Amalia
Amalia »El señor Bello ha dicho que tres o cuatrocientos hombres serían bastantes para concluir con Rosas en la ciudad. Yo quiero creer que es bastante ese número; quiero más: quiero creer que están en Buenos Aires todavía todos los hombres de nuestra generación que han emigrado; más aún, todos los emigrados unitarios del año 29 y 30, y que somos dos, tres, cuatro mil hombres enemigos de Rosas. Pero ¿sabéis, señores, lo que esta cifra representa en Buenos Aires? Representa un hombre.
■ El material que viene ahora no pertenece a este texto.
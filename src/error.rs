//! Error types for mendlog.
//!
//! All errors in mendlog are strongly typed using thiserror.
//! Unification failures and domain predicates answering `false` are not
//! errors: they drive backtracking and never leave the dispatcher.

use thiserror::Error;

/// Low-level syntax error produced by the term and clause parsers.
///
/// The module builder wraps it into [`CompileError::Syntax`] together with
/// the source line and the original rule text.
#[derive(Debug, Clone, PartialEq, Eq, Error)]
#[error("{reason} (at offset {offset})")]
pub struct SyntaxError {
    /// What the parser expected or found.
    pub reason: String,
    /// Character offset into the parsed text.
    pub offset: usize,
}

impl SyntaxError {
    /// Creates a syntax error at the given character offset.
    #[must_use]
    pub fn new(reason: impl Into<String>, offset: usize) -> Self {
        Self {
            reason: reason.into(),
            offset,
        }
    }
}

/// Errors raised while compiling rule text into a module.
///
/// Compilation is all-or-nothing: any of these aborts the build and no
/// partial module is returned.
#[derive(Debug, Error)]
pub enum CompileError {
    /// A rule failed to parse.
    #[error("Syntax error at line {line}: {reason} in rule `{text}`")]
    Syntax {
        line: usize,
        text: String,
        reason: String,
    },

    /// The source ended inside a rule.
    #[error("Rule starting at line {line} is not terminated with '.': `{text}`")]
    UnterminatedRule {
        line: usize,
        text: String,
    },

    /// A body goal names nothing the module or its provider knows.
    #[error("Predicate '{name}' is not defined in rule `{clause}`")]
    UndefinedPredicate {
        name: String,
        clause: String,
    },

    /// A `meta(...)` clause is malformed or contradicts another one.
    #[error("Invalid meta-data `{clause}`: {reason}")]
    InvalidMetadata {
        clause: String,
        reason: String,
    },

    /// A call passes an argument its predicate's constraint forbids.
    #[error("Argument {argument} of '{predicate}' violates its constraint in rule `{clause}`: {reason}")]
    ConstraintViolation {
        predicate: String,
        argument: String,
        clause: String,
        reason: String,
    },

    /// A call to an external or built-in predicate has the wrong argument count.
    #[error("Predicate '{predicate}' expects {expected} arguments, got {actual} in rule `{clause}`")]
    ArityMismatch {
        predicate: String,
        expected: String,
        actual: usize,
        clause: String,
    },

    /// The rule file could not be read.
    #[error("Failed to read rules from {path}: {message}")]
    Io {
        path: String,
        message: String,
    },
}

/// Failure raised by a built-in expression function.
#[derive(Debug, Clone, PartialEq, Error)]
pub enum FunctionError {
    /// An operand has the wrong type.
    #[error("{func}: {detail}")]
    TypeMismatch {
        func: &'static str,
        detail: String,
    },

    /// Integer or float division by zero.
    #[error("division by zero")]
    DivisionByZero,

    /// A `~~` pattern is not a valid regular expression.
    #[error("invalid pattern '{pattern}': {message}")]
    InvalidPattern {
        pattern: String,
        message: String,
    },

    /// Any other function failure, such as integer overflow.
    #[error("{func}: {message}")]
    Failed {
        func: &'static str,
        message: String,
    },
}

/// Errors from the expression engine.
#[derive(Debug, Clone, PartialEq, Error)]
pub enum ExpressionError {
    /// The expression text could not be parsed.
    #[error("Expression `{expression}` not well formed: {reason}")]
    Parse {
        expression: String,
        reason: String,
    },

    /// A function invocation failed; `expression` is the offending sub-expression.
    #[error("Error evaluating the expression {expression}: {source}")]
    Evaluation {
        expression: String,
        #[source]
        source: FunctionError,
    },
}

impl ExpressionError {
    pub(crate) fn parse(expression: impl Into<String>, reason: impl Into<String>) -> Self {
        Self::Parse {
            expression: expression.into(),
            reason: reason.into(),
        }
    }
}

/// Errors that abort a running query.
#[derive(Debug, Error)]
pub enum ResolveError {
    /// Evaluating an `is` or test goal failed.
    #[error(transparent)]
    Expression(#[from] ExpressionError),

    /// An external predicate returned an error.
    #[error("Predicate '{name}' failed: {message}")]
    Predicate {
        name: String,
        message: String,
    },

    /// The query context was cancelled.
    #[error("Query was cancelled")]
    Cancelled,

    /// A goal cannot be run, for example an unbound call target.
    #[error("Invalid goal `{goal}`: {reason}")]
    InvalidGoal {
        goal: String,
        reason: String,
    },

    /// The solver ran out of steps.
    #[error("Query exceeded the step limit of {limit}")]
    StepLimitExceeded {
        limit: u64,
    },

    /// An external predicate did not answer in time.
    #[error("Predicate '{name}' timed out after {duration_ms}ms")]
    Timeout {
        name: String,
        duration_ms: u64,
    },
}

impl ResolveError {
    /// Creates a predicate failure.
    #[must_use]
    pub fn predicate(name: impl Into<String>, message: impl Into<String>) -> Self {
        Self::Predicate {
            name: name.into(),
            message: message.into(),
        }
    }

    /// Creates an invalid-goal failure.
    #[must_use]
    pub fn invalid_goal(goal: impl ToString, reason: impl Into<String>) -> Self {
        Self::InvalidGoal {
            goal: goal.to_string(),
            reason: reason.into(),
        }
    }
}

/// Errors raised by the repair orchestration backend.
#[derive(Debug, Error)]
pub enum RepairError {
    /// The backend refused to schedule the repair.
    #[error("Repair rejected: {reason}")]
    Rejected {
        reason: String,
    },

    /// The backend failed.
    #[error("Repair backend error: {message}")]
    Backend {
        message: String,
    },
}

/// Errors raised while loading configuration.
#[derive(Debug, Error)]
pub enum ConfigError {
    /// The file could not be read.
    #[error("Failed to read configuration {path}: {source}")]
    Io {
        path: String,
        #[source]
        source: std::io::Error,
    },

    /// The file is not valid TOML or fails validation.
    #[error("Invalid configuration: {message}")]
    Parse {
        message: String,
    },
}

/// Top-level error type for mendlog.
#[derive(Debug, Error)]
pub enum MendError {
    /// Rule compilation failed.
    #[error("Compile error: {0}")]
    Compile(#[from] CompileError),

    /// Expression parsing or evaluation failed.
    #[error("Expression error: {0}")]
    Expression(#[from] ExpressionError),

    /// A query failed.
    #[error("Resolve error: {0}")]
    Resolve(#[from] ResolveError),

    /// A repair could not be scheduled.
    #[error("Repair error: {0}")]
    Repair(#[from] RepairError),

    /// Configuration could not be loaded.
    #[error("Config error: {0}")]
    Config(#[from] ConfigError),

    /// A broken internal invariant.
    #[error("Internal error: {message}")]
    Internal {
        message: String,
    },
}

impl MendError {
    /// Creates an internal error.
    #[must_use]
    pub fn internal(message: impl Into<String>) -> Self {
        Self::Internal {
            message: message.into(),
        }
    }

    /// Returns true if this is a compile error.
    #[must_use]
    pub const fn is_compile(&self) -> bool {
        matches!(self, Self::Compile(_))
    }

    /// Returns true if the query was cancelled.
    #[must_use]
    pub const fn is_cancelled(&self) -> bool {
        matches!(self, Self::Resolve(ResolveError::Cancelled))
    }

    /// Returns true if this error is retryable.
    #[must_use]
    pub const fn is_retryable(&self) -> bool {
        match self {
            Self::Resolve(e) => matches!(e, ResolveError::Timeout { .. }),
            Self::Repair(e) => matches!(e, RepairError::Backend { .. }),
            Self::Compile(_) | Self::Expression(_) | Self::Config(_) | Self::Internal { .. } => false,
        }
    }
}

/// Result type alias for mendlog operations.
pub type MendResult<T> = Result<T, MendError>;
//! Externally supplied predicates.
//!
//! The embedding application extends the rule language with predicates
//! implemented in Rust. Each call of such a predicate gets a fresh
//! [`PredicateResolver`] that produces answers asynchronously; every answer
//! is unified with the call's arguments.

use std::sync::Arc;
use std::time::Duration;

use async_trait::async_trait;

use crate::error::ResolveError;
use crate::module::ArgConstraint;
use crate::query::context::QueryContext;
use crate::term::{ArgKey, Argument, CompoundTerm, Term};
use crate::value::Value;

/// The arguments of one predicate call, with bindings substituted.
#[derive(Debug, Clone)]
pub struct CallArgs {
    term: CompoundTerm,
}

impl CallArgs {
    /// Wraps the resolved call term.
    #[must_use]
    pub const fn new(term: CompoundTerm) -> Self {
        Self { term }
    }

    /// The call term with every argument resolved.
    #[must_use]
    pub const fn term(&self) -> &CompoundTerm {
        &self.term
    }

    /// Predicate name.
    #[must_use]
    pub fn name(&self) -> &str {
        self.term.functor()
    }

    /// Number of arguments.
    #[must_use]
    pub fn len(&self) -> usize {
        self.term.arity()
    }

    /// True for a call without arguments.
    #[must_use]
    pub fn is_empty(&self) -> bool {
        self.term.arity() == 0
    }

    /// Argument named `name`, or at `position` for positional calls.
    #[must_use]
    pub fn get(&self, position: usize, name: &str) -> Option<&Term> {
        self.term.lookup(position, name)
    }

    /// Constant value of an argument; `None` when absent or unbound.
    #[must_use]
    pub fn value(&self, position: usize, name: &str) -> Option<&Value> {
        self.get(position, name).and_then(Term::as_constant)
    }

    /// Text rendering of an argument's constant value.
    #[must_use]
    pub fn string(&self, position: usize, name: &str) -> Option<String> {
        self.value(position, name).map(Value::to_text)
    }

    /// True when the argument is present but still a variable.
    #[must_use]
    pub fn is_unbound(&self, position: usize, name: &str) -> bool {
        self.get(position, name).is_some_and(Term::is_variable)
    }

    /// Reads a boolean argument.
    ///
    /// # Errors
    ///
    /// Returns [`ResolveError::InvalidGoal`] when the argument is present but
    /// not a boolean.
    pub fn bool_arg(&self, position: usize, name: &str) -> Result<Option<bool>, ResolveError> {
        match self.value(position, name) {
            None => Ok(None),
            Some(v) => v.to_bool().map(Some).ok_or_else(|| {
                ResolveError::invalid_goal(&self.term, format!("{name} must be a boolean, got {v}"))
            }),
        }
    }

    /// Reads a timespan argument.
    ///
    /// # Errors
    ///
    /// Returns [`ResolveError::InvalidGoal`] when the argument is present but
    /// not a timespan.
    pub fn duration_arg(
        &self,
        position: usize,
        name: &str,
    ) -> Result<Option<Duration>, ResolveError> {
        match self.value(position, name) {
            None => Ok(None),
            Some(v) => v.to_duration().map(Some).ok_or_else(|| {
                ResolveError::invalid_goal(
                    &self.term,
                    format!("{name} must be a timespan (hh:mm:ss), got {v}"),
                )
            }),
        }
    }

    /// Reads an integer argument.
    ///
    /// # Errors
    ///
    /// Returns [`ResolveError::InvalidGoal`] when the argument is present but
    /// not an integer.
    pub fn int_arg(&self, position: usize, name: &str) -> Result<Option<i64>, ResolveError> {
        match self.value(position, name) {
            None => Ok(None),
            Some(v) => v.as_int().map(Some).ok_or_else(|| {
                ResolveError::invalid_goal(&self.term, format!("{name} must be an integer, got {v}"))
            }),
        }
    }
}

/// One answer from a predicate resolver.
///
/// Each argument is unified with the call argument under the same key;
/// call arguments the answer does not mention are left alone.
#[derive(Debug, Clone, Default, PartialEq)]
pub struct Answer {
    args: Vec<Argument>,
}

impl Answer {
    /// An answer that binds nothing.
    #[must_use]
    pub fn yes() -> Self {
        Self::default()
    }

    /// Binds the argument at `position`.
    #[must_use]
    pub fn with(mut self, position: usize, value: impl Into<Term>) -> Self {
        self.args
            .push(Argument::named(position.to_string(), value.into()));
        self
    }

    /// Binds the argument named `name`.
    #[must_use]
    pub fn with_named(mut self, name: impl Into<String>, value: impl Into<Term>) -> Self {
        self.args.push(Argument::named(name, value.into()));
        self
    }

    /// The bindings collected so far.
    #[must_use]
    pub fn args(&self) -> &[Argument] {
        &self.args
    }

    pub(crate) fn keys(&self) -> impl Iterator<Item = (ArgKey, &Term)> {
        self.args.iter().enumerate().map(|(i, a)| {
            let key = a.name.as_deref().map_or(ArgKey::Position(i), ArgKey::parse);
            (key, &a.value)
        })
    }
}

/// Produces the answers of one predicate call, one at a time.
#[async_trait]
pub trait PredicateResolver: Send {
    /// Next answer, or `None` once exhausted.
    ///
    /// Implementations should return promptly once `cx` is cancelled; the
    /// dispatcher also abandons the call at its next await point.
    async fn next(&mut self, cx: &QueryContext) -> Result<Option<Answer>, ResolveError>;
}

/// A predicate implemented by the embedding application.
pub trait ExternalPredicate: Send + Sync {
    /// Name rules call the predicate by.
    fn name(&self) -> &str;

    /// Minimum and maximum arity; `None` means unbounded.
    fn arity(&self) -> (usize, Option<usize>);

    /// Argument contracts checked when rules are compiled.
    fn constraints(&self) -> Vec<(ArgKey, ArgConstraint)> {
        Vec::new()
    }

    /// Starts a call with the given arguments.
    fn resolver(&self, args: CallArgs) -> Box<dyn PredicateResolver>;
}

impl std::fmt::Debug for dyn ExternalPredicate {
    fn fmt(&self, f: &mut std::fmt::Formatter<'_>) -> std::fmt::Result {
        write!(f, "ExternalPredicate({})", self.name())
    }
}

/// A predicate that either succeeds once, binding nothing, or fails.
#[async_trait]
pub trait BooleanPredicate: Send + Sync + 'static {
    /// See [`ExternalPredicate::name`].
    fn name(&self) -> &str;

    /// See [`ExternalPredicate::arity`].
    fn arity(&self) -> (usize, Option<usize>);

    /// See [`ExternalPredicate::constraints`].
    fn constraints(&self) -> Vec<(ArgKey, ArgConstraint)> {
        Vec::new()
    }

    /// Decides the call.
    async fn check(&self, args: &CallArgs, cx: &QueryContext) -> Result<bool, ResolveError>;
}

/// A predicate producing at most one answer.
#[async_trait]
pub trait SinglePredicate: Send + Sync + 'static {
    /// See [`ExternalPredicate::name`].
    fn name(&self) -> &str;

    /// See [`ExternalPredicate::arity`].
    fn arity(&self) -> (usize, Option<usize>);

    /// See [`ExternalPredicate::constraints`].
    fn constraints(&self) -> Vec<(ArgKey, ArgConstraint)> {
        Vec::new()
    }

    /// The answer, or `None` to fail.
    async fn solve(&self, args: &CallArgs, cx: &QueryContext)
        -> Result<Option<Answer>, ResolveError>;
}

/// Adapts a [`BooleanPredicate`] to [`ExternalPredicate`].
#[derive(Debug)]
pub struct Boolean<P>(Arc<P>);

/// Adapts a [`SinglePredicate`] to [`ExternalPredicate`].
#[derive(Debug)]
pub struct Single<P>(Arc<P>);

/// Wraps `predicate` for registration with a provider.
#[must_use]
pub fn boolean<P: BooleanPredicate>(predicate: P) -> Arc<dyn ExternalPredicate> {
    Arc::new(Boolean(Arc::new(predicate)))
}

/// Wraps `predicate` for registration with a provider.
#[must_use]
pub fn single<P: SinglePredicate>(predicate: P) -> Arc<dyn ExternalPredicate> {
    Arc::new(Single(Arc::new(predicate)))
}

struct BooleanResolver<P> {
    predicate: Arc<P>,
    args: CallArgs,
    done: bool,
}

struct SingleResolver<P> {
    predicate: Arc<P>,
    args: CallArgs,
    done: bool,
}

impl<P: BooleanPredicate> ExternalPredicate for Boolean<P> {
    fn name(&self) -> &str {
        self.0.name()
    }

    fn arity(&self) -> (usize, Option<usize>) {
        self.0.arity()
    }

    fn constraints(&self) -> Vec<(ArgKey, ArgConstraint)> {
        self.0.constraints()
    }

    fn resolver(&self, args: CallArgs) -> Box<dyn PredicateResolver> {
        Box::new(BooleanResolver {
            predicate: Arc::clone(&self.0),
            args,
            done: false,
        })
    }
}

#[async_trait]
impl<P: BooleanPredicate> PredicateResolver for BooleanResolver<P> {
    async fn next(&mut self, cx: &QueryContext) -> Result<Option<Answer>, ResolveError> {
        if std::mem::replace(&mut self.done, true) {
            return Ok(None);
        }
        let ok = self.predicate.check(&self.args, cx).await?;
        Ok(ok.then(Answer::yes))
    }
}

impl<P: SinglePredicate> ExternalPredicate for Single<P> {
    fn name(&self) -> &str {
        self.0.name()
    }

    fn arity(&self) -> (usize, Option<usize>) {
        self.0.arity()
    }

    fn constraints(&self) -> Vec<(ArgKey, ArgConstraint)> {
        self.0.constraints()
    }

    fn resolver(&self, args: CallArgs) -> Box<dyn PredicateResolver> {
        Box::new(SingleResolver {
            predicate: Arc::clone(&self.0),
            args,
            done: false,
        })
    }
}

#[async_trait]
impl<P: SinglePredicate> PredicateResolver for SingleResolver<P> {
    async fn next(&mut self, cx: &QueryContext) -> Result<Option<Answer>, ResolveError> {
        if std::mem::replace(&mut self.done, true) {
            return Ok(None);
        }
        self.predicate.solve(&self.args, cx).await
    }
}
»Un partido no es poderoso por el número de sus hombres, sino por la asociación que lo compacta. Un millón de hombres individualizados no vale más, señores, que dos o tres hombres asociados por las ideas, por la voluntad y por el brazo.
»Estúdiese como se quiera la filosofía de la dictadura de Rosas, y se averiguará que la causa de ella está en la individualización de los ciudadanos. Rosas no es dictador de un pueblo; esto es demasiado vulgar para que tenga cabida en hombres como nosotros: Rosas tiraniza a cada familia en su casa, a cada individuo en su aposento; y para tal prodigio no necesita por cierto, sino un par de docenas de asesinos.